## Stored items

=-=-=

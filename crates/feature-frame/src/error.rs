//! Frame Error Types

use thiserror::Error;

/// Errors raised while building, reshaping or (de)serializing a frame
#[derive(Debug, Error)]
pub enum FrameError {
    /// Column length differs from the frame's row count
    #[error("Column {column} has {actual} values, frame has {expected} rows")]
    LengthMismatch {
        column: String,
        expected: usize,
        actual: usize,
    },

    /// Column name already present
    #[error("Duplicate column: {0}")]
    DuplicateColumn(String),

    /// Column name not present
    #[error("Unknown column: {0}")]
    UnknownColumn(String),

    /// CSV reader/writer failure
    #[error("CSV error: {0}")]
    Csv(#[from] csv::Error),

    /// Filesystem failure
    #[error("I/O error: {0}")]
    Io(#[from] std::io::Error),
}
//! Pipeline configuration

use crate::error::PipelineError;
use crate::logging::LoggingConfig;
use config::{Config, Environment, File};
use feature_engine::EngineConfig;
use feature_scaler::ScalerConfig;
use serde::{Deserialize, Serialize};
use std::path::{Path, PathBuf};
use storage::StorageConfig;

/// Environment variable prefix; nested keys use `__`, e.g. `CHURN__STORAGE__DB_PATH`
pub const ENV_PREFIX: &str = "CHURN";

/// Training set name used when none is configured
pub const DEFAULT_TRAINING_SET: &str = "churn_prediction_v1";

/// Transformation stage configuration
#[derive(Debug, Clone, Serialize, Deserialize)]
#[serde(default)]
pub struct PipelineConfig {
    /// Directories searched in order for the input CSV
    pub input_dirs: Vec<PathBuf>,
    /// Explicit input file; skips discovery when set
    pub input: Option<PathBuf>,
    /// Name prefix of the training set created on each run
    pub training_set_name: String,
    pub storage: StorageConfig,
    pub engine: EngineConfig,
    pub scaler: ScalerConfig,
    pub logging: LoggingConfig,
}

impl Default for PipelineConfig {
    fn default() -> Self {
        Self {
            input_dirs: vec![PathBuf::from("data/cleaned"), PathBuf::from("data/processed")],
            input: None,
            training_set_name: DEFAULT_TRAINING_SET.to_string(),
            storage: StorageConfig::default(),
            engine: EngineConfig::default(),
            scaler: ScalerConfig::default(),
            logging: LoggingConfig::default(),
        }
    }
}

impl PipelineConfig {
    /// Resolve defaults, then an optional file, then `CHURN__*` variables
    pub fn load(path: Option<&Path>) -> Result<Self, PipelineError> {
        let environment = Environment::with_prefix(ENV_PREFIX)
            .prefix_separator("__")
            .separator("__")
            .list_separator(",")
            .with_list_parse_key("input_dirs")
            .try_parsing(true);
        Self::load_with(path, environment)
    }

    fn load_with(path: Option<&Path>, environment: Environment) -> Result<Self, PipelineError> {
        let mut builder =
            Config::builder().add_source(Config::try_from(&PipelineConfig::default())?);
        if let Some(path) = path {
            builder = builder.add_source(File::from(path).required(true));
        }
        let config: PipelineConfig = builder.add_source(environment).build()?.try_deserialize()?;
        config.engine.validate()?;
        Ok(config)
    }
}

=-=-=

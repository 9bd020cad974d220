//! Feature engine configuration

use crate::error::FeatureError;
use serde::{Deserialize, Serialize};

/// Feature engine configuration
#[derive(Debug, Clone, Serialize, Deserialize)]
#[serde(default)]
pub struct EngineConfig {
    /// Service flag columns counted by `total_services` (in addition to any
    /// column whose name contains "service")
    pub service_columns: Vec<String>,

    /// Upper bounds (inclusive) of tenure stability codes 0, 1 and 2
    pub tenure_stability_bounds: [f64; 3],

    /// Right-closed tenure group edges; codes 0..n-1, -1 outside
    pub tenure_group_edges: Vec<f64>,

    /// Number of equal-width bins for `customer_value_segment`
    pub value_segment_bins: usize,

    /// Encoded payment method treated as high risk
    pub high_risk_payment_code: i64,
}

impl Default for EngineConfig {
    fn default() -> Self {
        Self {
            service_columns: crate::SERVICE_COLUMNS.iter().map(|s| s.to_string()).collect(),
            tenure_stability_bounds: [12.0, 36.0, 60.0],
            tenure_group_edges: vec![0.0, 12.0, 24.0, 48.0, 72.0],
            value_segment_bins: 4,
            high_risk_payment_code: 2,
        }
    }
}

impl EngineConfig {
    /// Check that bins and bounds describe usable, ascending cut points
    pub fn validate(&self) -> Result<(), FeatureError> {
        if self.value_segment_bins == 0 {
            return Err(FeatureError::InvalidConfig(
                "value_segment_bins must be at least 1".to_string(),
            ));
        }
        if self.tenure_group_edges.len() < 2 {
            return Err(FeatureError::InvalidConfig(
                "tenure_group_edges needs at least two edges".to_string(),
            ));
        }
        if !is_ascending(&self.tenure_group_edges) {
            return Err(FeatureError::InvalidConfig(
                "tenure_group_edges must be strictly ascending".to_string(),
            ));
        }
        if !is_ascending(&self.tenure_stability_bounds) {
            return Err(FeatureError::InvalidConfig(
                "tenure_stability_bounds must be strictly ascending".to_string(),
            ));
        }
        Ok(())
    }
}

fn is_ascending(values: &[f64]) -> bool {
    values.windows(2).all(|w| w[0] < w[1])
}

=-=-=

## TASK PROMPT
Among the entries above, how many lines contain the string "true"? Write the number alone.

## THE COMPLETED TASK
2